Tablets "Plavix of ® " are applied at indications which are provided below.

Secondary prevention of manifestations of an aterotromboz at adults:

  • patients, who had a myocardial infarction (an initiation of treatment - in several days, but not later than in 35 days after emergence), an ischemic stroke (an initiation of treatment - in 7 days, but not later than in 6 months after emergence) or for which the disease of peripheral arteries is diagnosed (damage of arteries and aterotromboz vessels of the lower extremities);
  • patients with a sharp coronary syndrome:
    • with a sharp coronary syndrome without raising of a segment of ST (unstable stenocardia or a myocardial infarction without tooth Q), including at patients to whom the stent was established during performing transdermal coronary angioplasty, in a combination with acetylsalicylic acid (ASK);
    • with an acute myocardial infarction with raising of a segment of ST, in a combination with acetylsalicylic acid (at the patients receiving standard medicament treatment and to which thrombolytic therapy is shown).

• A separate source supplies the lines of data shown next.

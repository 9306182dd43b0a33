use super::*;

/// `fdAT`: Frame data
///
/// Works like an `IDAT` chunk for an animation frame, with a sequence number
/// on the front.
///
/// Spec: [fdAT](https://www.w3.org/TR/png/#fdAT-chunk)
#[derive(Clone, Copy, PartialEq, Eq, Hash)]
#[allow(nonstandard_style)]
pub struct fdAT<'b> {
  /// Position in the `fcTL`/`fdAT` sequence.
  pub sequence_number: u32,
  /// Compressed frame data, structurally the same as `IDAT` data.
  pub data: &'b [u8],
}
impl fdAT<'_> {
  /// Makes an owned chunk holding this record.
  #[must_use]
  pub fn to_chunk(&self) -> Chunk {
    let mut data = Vec::with_capacity(4 + self.data.len());
    data.extend_from_slice(&self.sequence_number.to_be_bytes());
    data.extend_from_slice(self.data);
    Chunk::new(ChunkTy::fdAT, data)
  }
}
impl<'b> TryFrom<&'b [u8]> for fdAT<'b> {
  type Error = ValidationError;
  #[inline]
  fn try_from(value: &'b [u8]) -> Result<Self, Self::Error> {
    match value {
      [s0, s1, s2, s3, data @ ..] => {
        Ok(Self { sequence_number: u32::from_be_bytes([*s0, *s1, *s2, *s3]), data })
      }
      _ => Err(ValidationError::new(ChunkTy::fdAT, "length", value.len() as u32)),
    }
  }
}
impl Debug for fdAT<'_> {
  #[inline]
  fn fmt(&self, f: &mut core::fmt::Formatter<'_>) -> core::fmt::Result {
    f.debug_struct("fdAT")
      .field("sequence_number", &self.sequence_number)
      .field("data", &(&self.data[..self.data.len().min(12)], self.data.len()))
      .finish()
  }
}
use apng_chunks::png::{is_png_signature_correct, Chunk, RawPngChunkIter};

fn main() {
  let args: Vec<String> = std::env::args().collect();
  println!("ARGS: {args:?}");
  for file_arg in args[1..].iter() {
    let path = std::path::Path::new(file_arg);
    print!("Reading `{}`... ", path.display());
    let bytes = match std::fs::read(path) {
      Ok(bytes) => {
        println!("got {} bytes.", bytes.len());
        bytes
      }
      Err(e) => {
        println!("{e:?}");
        continue;
      }
    };
    if !is_png_signature_correct(&bytes) {
      println!("not a PNG, the signature is {:?}", &bytes[..bytes.len().min(8)]);
      continue;
    }
    let it = match RawPngChunkIter::new(&bytes) {
      Ok(it) => it,
      Err(e) => {
        println!("{e}");
        continue;
      }
    };
    for (n, raw_chunk) in it.enumerate() {
      let raw_chunk = match raw_chunk {
        Ok(raw_chunk) => raw_chunk,
        Err(e) => {
          println!("{n}: {e}");
          break;
        }
      };
      if let Err(e) = raw_chunk.check_crc() {
        println!("{n}: {e}");
      }
      let chunk = Chunk::from(raw_chunk);
      println!("{n}: {:?}", chunk.parse());
    }
  }
}
use super::*;

/// `IEND`: Image trailer
///
/// Always the last chunk, with no data.
#[derive(Debug, Clone, Copy, Default, PartialEq, Eq, Hash)]
pub struct IEND;
impl IEND {
  /// The full 12 bytes an `IEND` chunk always encodes to.
  pub const BYTES: [u8; 12] = [0, 0, 0, 0, b'I', b'E', b'N', b'D', 0xAE, 0x42, 0x60, 0x82];

  /// Makes an owned chunk holding this record.
  #[inline]
  #[must_use]
  pub fn to_chunk(&self) -> Chunk {
    Chunk::new(ChunkTy::IEND, Vec::new())
  }
}
impl TryFrom<&[u8]> for IEND {
  type Error = ValidationError;
  #[inline]
  fn try_from(value: &[u8]) -> Result<Self, Self::Error> {
    if value.is_empty() {
      Ok(Self)
    } else {
      Err(ValidationError::new(ChunkTy::IEND, "length", value.len() as u32))
    }
  }
}
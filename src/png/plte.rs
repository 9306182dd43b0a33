use super::*;

/// `PLTE`: Palette
///
/// Palette entries are always RGB.
///
/// If you want to have a paletted image with transparency then the transparency
/// info goes in a separate transparency chunk.
#[derive(Clone, Copy, PartialEq, Eq, Hash)]
pub struct PLTE<'b> {
  entries: &'b [RGB8],
}
impl<'b> PLTE<'b> {
  /// Gets the entries as a slice.
  #[inline]
  #[must_use]
  pub const fn entries(&self) -> &'b [RGB8] {
    self.entries
  }

  /// Makes an owned chunk holding this palette.
  #[inline]
  #[must_use]
  pub fn to_chunk(&self) -> Chunk {
    Chunk::new(ChunkTy::PLTE, cast_slice::<RGB8, u8>(self.entries).to_vec())
  }
}
impl<'b> TryFrom<&'b [u8]> for PLTE<'b> {
  type Error = ValidationError;
  #[inline]
  fn try_from(value: &'b [u8]) -> Result<Self, Self::Error> {
    let entries: &[RGB8] = try_cast_slice(value)
      .map_err(|_| ValidationError::new(ChunkTy::PLTE, "length", value.len() as u32))?;
    if entries.is_empty() || entries.len() > 256 {
      return Err(ValidationError::new(ChunkTy::PLTE, "entries", entries.len() as u32));
    }
    Ok(Self { entries })
  }
}
impl Debug for PLTE<'_> {
  #[inline]
  fn fmt(&self, f: &mut core::fmt::Formatter<'_>) -> core::fmt::Result {
    // currently prints no more than 4 palette entries
    f.debug_tuple("PLTE")
      .field(&&self.entries[..self.entries.len().min(4)])
      .field(&self.entries.len())
      .finish()
  }
}
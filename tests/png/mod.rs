use apng_chunks::png::{PngContainer, RawPngChunkIter, PNG_SIGNATURE};

#[test]
fn test_RawPngChunkIter_no_panics() {
  super::init_logging();
  // totally random data should never panic the iterator!
  for _ in 0..10 {
    let v = super::rand_bytes(1024);
    if let Ok(it) = RawPngChunkIter::new(&v) {
      for _ in it {
        //
      }
    }
  }
  // random data after a correct signature gets further along
  for _ in 0..10 {
    let mut v = PNG_SIGNATURE.to_vec();
    v.extend(super::rand_bytes(1024));
    for _ in RawPngChunkIter::new(&v).unwrap() {
      //
    }
  }
}

#[test]
fn test_PngContainer_random_data_is_rejected() {
  super::init_logging();
  for _ in 0..10 {
    let mut v = PNG_SIGNATURE.to_vec();
    v.extend(super::rand_bytes(512));
    // a random chunk with a correct CRC is astronomically unlikely.
    assert!(PngContainer::from_png_bytes(&v).is_err());
  }
}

Prevention of aterotrombotichesky and thromboembolic events at fibrillation of auricles: klopidogret in a combination with ASK it is shown to adult patients with fibrillation of auricles which have at least one risk factor of emergence of vascular events which have contraindications to treatment by the antagonists of vitamin K (AVK) and which have low risk of developing of bleedings, for prevention of aterotrombotichesky and thromboembolic events, including a stroke.

Structure

Active ingredient - klopidogret

(one tablet contains klopidogrelya hydrosulphate in the form of a basis 75 mg).

Excipients: a mannitol (E 421), cellulose microcrystalline, polyethyleneglycol, hydroxypropyl cellulose low-substituted, the castor oil hydrogenated; cover: Opadri 32K14834, type ІІ (lactoses monohydrate, gipromelloz, titan dioxide (E 171), triacetin, ferrous oxide red (E172)), wax of karnaubskiya.

Contraindication

  • hypersensitivity to active ingredient or to any component of drug;
  • heavy liver failure;
  • acute bleeding (for example ulcer or intracraneal hemorrhage).

Route of administration

Adult, including patients of advanced age

"Plavix of ® " to accept on 75 mg of 1 times a day irrespective of meal.

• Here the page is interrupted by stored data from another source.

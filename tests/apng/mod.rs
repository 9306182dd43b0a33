use apng_chunks::{
  apng::*,
  png::{
    acTL, fcTL, fdAT, tEXt, BlendOp, Chunk, ChunkTy, DisposeOp, PngChunk, PngContainer,
    PngImageCodec, ZlibPngCodec, IEND,
  },
  ApngError, FormatError, Raster, Rect, SequenceError, ValidationError, RGBA8,
};

const RED: RGBA8 = RGBA8::opaque(255, 0, 0);
const GREEN: RGBA8 = RGBA8::opaque(0, 255, 0);
const BLUE: RGBA8 = RGBA8::opaque(0, 0, 255);

fn solid(width: u32, height: u32, color: RGBA8) -> Raster {
  Raster::try_new_filled(width, height, color).unwrap()
}

/// The `IHDR` and `IDAT` chunks of a raster encoded on its own.
fn encoded_parts(raster: &Raster) -> (Chunk, Vec<Chunk>) {
  let png = ZlibPngCodec::default().encode(raster).unwrap();
  let container = PngContainer::from_png_bytes(&png).unwrap();
  let ihdr = container.get(0).unwrap().clone();
  assert_eq!(ihdr.ty(), ChunkTy::IHDR);
  let idats = container.iter().filter(|c| c.ty() == ChunkTy::IDAT).cloned().collect();
  (ihdr, idats)
}

fn fdats(raster: &Raster, first_sequence_number: u32) -> Vec<Chunk> {
  let (_, idats) = encoded_parts(raster);
  idats
    .iter()
    .zip(first_sequence_number..)
    .map(|(idat, sequence_number)| fdAT { sequence_number, data: idat.data() }.to_chunk())
    .collect()
}

#[allow(clippy::too_many_arguments)]
fn fctl(
  sequence_number: u32, width: u32, height: u32, x_offset: u32, y_offset: u32,
  delay: (u16, u16), dispose_op: DisposeOp, blend_op: BlendOp,
) -> Chunk {
  fcTL {
    sequence_number,
    width,
    height,
    x_offset,
    y_offset,
    delay_num: delay.0,
    delay_den: delay.1,
    dispose_op,
    blend_op,
  }
  .to_chunk()
}

fn to_bytes(chunks: Vec<Chunk>) -> Vec<u8> {
  PngContainer::from(chunks).to_png_bytes().unwrap()
}

/// A 10x10 animation: a red background frame as the default image, then a
/// blue 4x4 square at (3,3).
fn red_then_blue(first_dispose: DisposeOp) -> Vec<Chunk> {
  let red = solid(10, 10, RED);
  let (ihdr, red_idats) = encoded_parts(&red);
  let mut chunks = vec![ihdr, acTL::new(2, 0).unwrap().to_chunk()];
  chunks.push(fctl(0, 10, 10, 0, 0, (1, 10), first_dispose, BlendOp::Source));
  chunks.extend(red_idats);
  chunks.push(fctl(1, 4, 4, 3, 3, (1, 2), DisposeOp::None, BlendOp::Over));
  chunks.extend(fdats(&solid(4, 4, BLUE), 2));
  chunks.push(IEND.to_chunk());
  chunks
}

fn blue_square_on_clear() -> Raster {
  let mut expected = Raster::try_new_transparent(10, 10).unwrap();
  for y in 3..7 {
    for x in 3..7 {
      *expected.get_mut(x, y).unwrap() = BLUE;
    }
  }
  expected
}

#[test]
fn test_decode_end_to_end_scenario() {
  super::init_logging();
  let bytes = to_bytes(red_then_blue(DisposeOp::Background));
  let image = decode_apng(&bytes).unwrap();
  assert_eq!((image.width(), image.height()), (10, 10));
  assert_eq!(image.num_plays(), 0);
  let frames = image.frames();
  assert_eq!(frames.len(), 2);
  assert_eq!(frames[0].raster, solid(10, 10, RED));
  assert_eq!(frames[0].delay_ms(), 100);
  // the red frame was cleared away before the blue one was drawn
  assert_eq!(frames[1].raster, blue_square_on_clear());
  assert_eq!(frames[1].delay_ms(), 500);
  // the default image was the first frame
  assert_eq!(image.backup(), Some(&solid(10, 10, RED)));
}

#[test]
fn test_decode_first_frame_previous_is_background() {
  super::init_logging();
  let bytes = to_bytes(red_then_blue(DisposeOp::Previous));
  let image = decode_apng(&bytes).unwrap();
  assert_eq!(image.frames()[1].raster, blue_square_on_clear());
}

#[test]
fn test_decode_dispose_previous_restores() {
  super::init_logging();
  let red = solid(10, 10, RED);
  let (ihdr, red_idats) = encoded_parts(&red);
  let mut chunks = vec![ihdr, acTL::new(3, 1).unwrap().to_chunk()];
  chunks.push(fctl(0, 10, 10, 0, 0, (1, 10), DisposeOp::None, BlendOp::Source));
  chunks.extend(red_idats);
  chunks.push(fctl(1, 4, 4, 3, 3, (1, 10), DisposeOp::Previous, BlendOp::Over));
  chunks.extend(fdats(&solid(4, 4, BLUE), 2));
  let next = 2 + chunks.iter().filter(|c| c.ty() == ChunkTy::fdAT).count() as u32;
  chunks.push(fctl(next, 1, 1, 0, 0, (1, 10), DisposeOp::None, BlendOp::Over));
  chunks.extend(fdats(&solid(1, 1, GREEN), next + 1));
  chunks.push(IEND.to_chunk());

  let image = decode_apng(&to_bytes(chunks)).unwrap();
  assert_eq!(image.num_plays(), 1);
  let frames = image.frames();
  assert_eq!(frames.len(), 3);
  assert_eq!(frames[1].raster.get(5, 5), Some(&BLUE));
  // the blue square is gone again, and green is drawn over the red
  let mut expected = red;
  *expected.get_mut(0, 0).unwrap() = GREEN;
  assert_eq!(frames[2].raster, expected);
}

#[test]
fn test_decode_fcTL_without_data_is_replaced() {
  super::init_logging();
  let (ihdr, _) = encoded_parts(&solid(10, 10, RED));
  let mut chunks = vec![ihdr, acTL::new(1, 0).unwrap().to_chunk()];
  chunks.push(fctl(0, 10, 10, 0, 0, (1, 10), DisposeOp::None, BlendOp::Source));
  chunks.push(fctl(1, 4, 4, 3, 3, (1, 2), DisposeOp::None, BlendOp::Over));
  chunks.extend(fdats(&solid(4, 4, BLUE), 2));
  chunks.push(IEND.to_chunk());

  let image = decode_apng(&to_bytes(chunks)).unwrap();
  assert_eq!(image.frames().len(), 1);
  assert_eq!(image.frames()[0].raster, blue_square_on_clear());
  assert_eq!(image.frames()[0].delay_ms(), 500);
  // there's no IDAT at all
  assert_eq!(image.backup(), None);
}

#[test]
fn test_decode_chunk_between_fcTL_and_fdAT() {
  super::init_logging();
  let mut chunks = red_then_blue(DisposeOp::Background);
  let i = chunks.iter().position(|c| c.ty() == ChunkTy::fdAT).unwrap();
  chunks.insert(i, tEXt::new(b"Comment", b"between").unwrap().to_chunk());

  let image = decode_apng(&to_bytes(chunks)).unwrap();
  let frames = image.frames();
  assert_eq!(frames.len(), 2);
  assert_eq!(frames[0].raster, solid(10, 10, RED));
  assert_eq!(frames[1].raster, blue_square_on_clear());
}

#[test]
fn test_decode_trailing_fcTL_is_dropped() {
  super::init_logging();
  let mut chunks = red_then_blue(DisposeOp::Background);
  let next = 2 + chunks.iter().filter(|c| c.ty() == ChunkTy::fdAT).count() as u32;
  let iend = chunks.pop().unwrap();
  chunks.push(fctl(next, 2, 2, 0, 0, (1, 10), DisposeOp::None, BlendOp::Source));
  chunks.push(iend);

  let image = decode_apng(&to_bytes(chunks)).unwrap();
  assert_eq!(image.frames().len(), 2);
  assert_eq!(image.frames()[1].raster, blue_square_on_clear());
}

#[test]
fn test_decode_hidden_default_image_first_frame_previous() {
  super::init_logging();
  let (ihdr, red_idats) = encoded_parts(&solid(10, 10, RED));
  let mut chunks = vec![ihdr, acTL::new(2, 0).unwrap().to_chunk()];
  chunks.extend(red_idats);
  chunks.push(fctl(0, 4, 4, 3, 3, (1, 10), DisposeOp::Previous, BlendOp::Source));
  chunks.extend(fdats(&solid(4, 4, BLUE), 1));
  let next = 1 + chunks.iter().filter(|c| c.ty() == ChunkTy::fdAT).count() as u32;
  chunks.push(fctl(next, 1, 1, 0, 0, (1, 10), DisposeOp::None, BlendOp::Over));
  chunks.extend(fdats(&solid(1, 1, GREEN), next + 1));
  chunks.push(IEND.to_chunk());

  let image = decode_apng(&to_bytes(chunks)).unwrap();
  assert_eq!(image.backup(), Some(&solid(10, 10, RED)));
  let frames = image.frames();
  assert_eq!(frames.len(), 2);
  assert_eq!(frames[0].raster, blue_square_on_clear());
  // the blue square was cleared to transparent, not restored to red
  let mut expected = Raster::try_new_transparent(10, 10).unwrap();
  *expected.get_mut(0, 0).unwrap() = GREEN;
  assert_eq!(frames[1].raster, expected);
}

#[test]
fn test_decode_multiple_fdAT_per_frame() {
  super::init_logging();
  let codec = ZlibPngCodec { compression_level: 1, max_idat_len: 5 };
  let red = solid(6, 6, RED);
  let mut pattern = solid(6, 6, GREEN);
  for (i, p) in pattern.pixels.iter_mut().enumerate() {
    p.b = i as u8;
  }
  let image =
    AnimatedImage::new(6, 6, 0, vec![Frame::new(red, 1, 1), Frame::new(pattern, 1, 1)], None)
      .unwrap();
  let bytes = ApngEncoder::new(codec).encode(&image).unwrap();
  let container = PngContainer::from_png_bytes(&bytes).unwrap();
  assert!(container.iter().filter(|c| c.ty() == ChunkTy::fdAT).count() > 1);
  let again = ApngDecoder::new(codec).decode(&bytes).unwrap();
  assert_eq!(again.frames(), image.frames());
}

#[test]
fn test_round_trip() {
  super::init_logging();
  let mut gradient = Raster::try_new_transparent(7, 5).unwrap();
  for (i, p) in gradient.pixels.iter_mut().enumerate() {
    *p = RGBA8::new(i as u8 * 7, 255 - i as u8, 3, (i as u8).wrapping_mul(40));
  }
  let frames = vec![
    Frame::new(solid(7, 5, RED), 1, 10),
    Frame::new(gradient, 3, 0),
    Frame::new(solid(7, 5, RGBA8::TRANSPARENT), 0, 1),
    Frame::new(solid(7, 5, BLUE), 65535, 1),
  ];
  let image = AnimatedImage::new(7, 5, 4, frames, None).unwrap();
  let bytes = encode_apng(&image).unwrap();
  let again = decode_apng(&bytes).unwrap();
  assert_eq!((again.width(), again.height()), (7, 5));
  assert_eq!(again.num_plays(), 4);
  assert_eq!(again.frames(), image.frames());
  assert_eq!(again.backup(), Some(&image.frames()[0].raster));

  // decoding then encoding again is stable
  assert_eq!(encode_apng(&again).unwrap(), bytes);

  let (frames, backup) = again.into_parts();
  assert_eq!(frames.len(), 4);
  assert_eq!(backup.map(|b| b.bounds()), Some(Rect { x: 0, y: 0, width: 7, height: 5 }));
}

#[test]
fn test_round_trip_separate_backup() {
  super::init_logging();
  let frames = vec![Frame::new(solid(3, 3, RED), 1, 4), Frame::new(solid(3, 3, BLUE), 1, 4)];
  let image = AnimatedImage::new(3, 3, 0, frames, Some(solid(3, 3, GREEN))).unwrap();
  let bytes = encode_apng(&image).unwrap();

  // the default image isn't part of the animation, so no fcTL before IDAT
  let container = PngContainer::from_png_bytes(&bytes).unwrap();
  let first_fctl = container.position(ChunkTy::fcTL).unwrap();
  assert!(first_fctl > container.rposition(ChunkTy::IDAT).unwrap());

  let again = decode_apng(&bytes).unwrap();
  assert_eq!(again, image);
}

#[test]
fn test_encode_sequence_contiguity() {
  super::init_logging();
  let codec = ZlibPngCodec { compression_level: 0, max_idat_len: 16 };
  let frames = (0..4_u8).map(|i| Frame::new(solid(5, 4, RGBA8::new(i, 2 * i, 3, 255)), 1, 1));
  let image = AnimatedImage::new(5, 4, 0, frames.collect(), None).unwrap();
  let bytes = ApngEncoder::new(codec).encode(&image).unwrap();
  let container = PngContainer::from_png_bytes(&bytes).unwrap();

  let mut sequence_numbers = Vec::new();
  for chunk in &container {
    match chunk.parse().unwrap() {
      PngChunk::fcTL(fctl) => sequence_numbers.push(fctl.sequence_number),
      PngChunk::fdAT(fdat) => sequence_numbers.push(fdat.sequence_number),
      _ => (),
    }
  }
  assert!(sequence_numbers.len() > 4 + 3);
  let expected: Vec<u32> = (0..sequence_numbers.len() as u32).collect();
  assert_eq!(sequence_numbers, expected);

  // acTL right after IHDR, and fcTL 0 right before the default image
  assert_eq!(container.position(ChunkTy::acTL), Some(1));
  let first_idat = container.position(ChunkTy::IDAT).unwrap();
  assert_eq!(container.get(first_idat - 1).unwrap().ty(), ChunkTy::fcTL);
  match container.get(1).unwrap().parse().unwrap() {
    PngChunk::acTL(actl) => assert_eq!(actl.num_frames, 4),
    other => panic!("{other:?}"),
  }
}

#[test]
fn test_encode_without_frames() {
  super::init_logging();
  let plain = AnimatedImage::new(2, 2, 0, Vec::new(), Some(solid(2, 2, GREEN))).unwrap();
  let bytes = encode_apng(&plain).unwrap();
  let container = PngContainer::from_png_bytes(&bytes).unwrap();
  assert_eq!(container.position(ChunkTy::acTL), None);
  let again = decode_apng(&bytes).unwrap();
  assert!(again.frames().is_empty());
  assert_eq!(again.backup(), Some(&solid(2, 2, GREEN)));

  let nothing = AnimatedImage::new(2, 2, 0, Vec::new(), None).unwrap();
  assert_eq!(
    encode_apng(&nothing),
    Err(ApngError::Validation(ValidationError::new(ChunkTy::acTL, "num_frames", 0)))
  );
}

#[test]
fn test_decode_bit_flip_is_format_error() {
  super::init_logging();
  let bytes = to_bytes(red_then_blue(DisposeOp::None));
  // skip the signature, then damage each chunk in turn
  let container = PngContainer::from_png_bytes(&bytes).unwrap();
  let mut offset = 8;
  for chunk in &container {
    let mut damaged = bytes.clone();
    let i = if chunk.data().is_empty() {
      // the type code
      offset + 4
    } else {
      offset + 8 + chunk.data().len() / 2
    };
    damaged[i] ^= 0x10;
    assert!(
      matches!(decode_apng(&damaged), Err(ApngError::Format(FormatError::CrcMismatch { .. }))),
      "{:?}",
      chunk
    );
    offset += 12 + chunk.data().len();
  }
}

#[test]
fn test_decode_fdAT_without_fcTL() {
  super::init_logging();
  let red = solid(4, 4, RED);
  let (ihdr, red_idats) = encoded_parts(&red);
  let mut chunks = vec![ihdr, acTL::new(1, 0).unwrap().to_chunk()];
  chunks.extend(red_idats);
  chunks.extend(fdats(&red, 0));
  chunks.push(IEND.to_chunk());
  assert_eq!(
    decode_apng(&to_bytes(chunks)),
    Err(ApngError::Sequence(SequenceError::MissingFrameControl { sequence_number: 0 }))
  );
}

#[test]
fn test_decode_sequence_out_of_order() {
  super::init_logging();
  let mut chunks = red_then_blue(DisposeOp::None);
  let i = chunks.iter().position(|c| c.ty() == ChunkTy::fdAT).unwrap();
  let data = chunks[i].data()[4..].to_vec();
  chunks[i] = fdAT { sequence_number: 7, data: &data }.to_chunk();
  assert_eq!(
    decode_apng(&to_bytes(chunks)),
    Err(ApngError::Sequence(SequenceError::OutOfOrder { expected: 2, found: 7 }))
  );
}

#[test]
fn test_decode_frame_outside_canvas() {
  super::init_logging();
  let mut chunks = red_then_blue(DisposeOp::None);
  let i = chunks.iter().rposition(|c| c.ty() == ChunkTy::fcTL).unwrap();
  chunks[i] = fctl(1, 4, 4, 7, 3, (1, 2), DisposeOp::None, BlendOp::Over);
  assert_eq!(
    decode_apng(&to_bytes(chunks)),
    Err(ApngError::Validation(ValidationError::new(ChunkTy::fcTL, "x_offset", 7)))
  );
}

#[test]
fn test_decode_accepts_wrong_frame_count() {
  super::init_logging();
  let mut chunks = red_then_blue(DisposeOp::None);
  chunks[1] = acTL::new(5, 0).unwrap().to_chunk();
  let image = decode_apng(&to_bytes(chunks)).unwrap();
  assert_eq!(image.frames().len(), 2);
}

#[test]
fn test_decode_plain_png() {
  super::init_logging();
  let png = ZlibPngCodec::default().encode(&solid(3, 2, BLUE)).unwrap();
  let image = decode_apng(&png).unwrap();
  assert!(image.frames().is_empty());
  assert_eq!(image.backup(), Some(&solid(3, 2, BLUE)));
}

#[test]
fn test_decode_limits() {
  super::init_logging();
  let bytes = to_bytes(red_then_blue(DisposeOp::None));
  let small = DecodeLimits { max_width: 9, max_height: 100 };
  let decoder = ApngDecoder::new(ZlibPngCodec::default()).with_limits(small);
  assert_eq!(decoder.decode(&bytes), Err(ApngError::DimensionsTooLarge));
  let decoder = decoder.with_limits(DecodeLimits::none());
  assert_eq!(decoder.decode(&bytes).unwrap().frames().len(), 2);
}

treatment klopidogrely to begin with

At patients with a sharp coronary syndrome without raising of a segment of ST (unstable stenocardia or a myocardial infarction without Q tooth on the ECG) with a single load dose 300 mg, and then to continue in a dose 75 mg of 1 times a day (with acetylsalicylic acid (ASK) in a dose of 75-325 mg a day). As use of higher doses of ASK increases risk of bleeding, it is recommended not to exceed a dose of acetylsalicylic acid of 100 mg. The optimum duration of treatment is formally not established. Results of clinical trials testify in favor of use of medicament up to 12 months, and the maximum effect was observed in 3 months of treatment.

Sick with an acute myocardial infarction with raising of a segment ST klopidogret

to accept 75 mg of 1 times a day, since a single load dose of 300 mg in a combination with ASK, using thrombolytic medicaments or without them. To begin treatment of patients aged from 75 years without load dose klopidogrelya. Combination therapy should be begun as soon as possible after emergence of symptoms and to continue at least 4 weeks. The advantage of use of a combination klopidogrelya with ASK in this disease was not studied more than four weeks.

to Patients with fibrillation of auricles klopidogret

to apply 75 mg in a single dose. Together with klopidogrely it is necessary to begin and continue use of ASK (in a dose of 75-100 mg a day).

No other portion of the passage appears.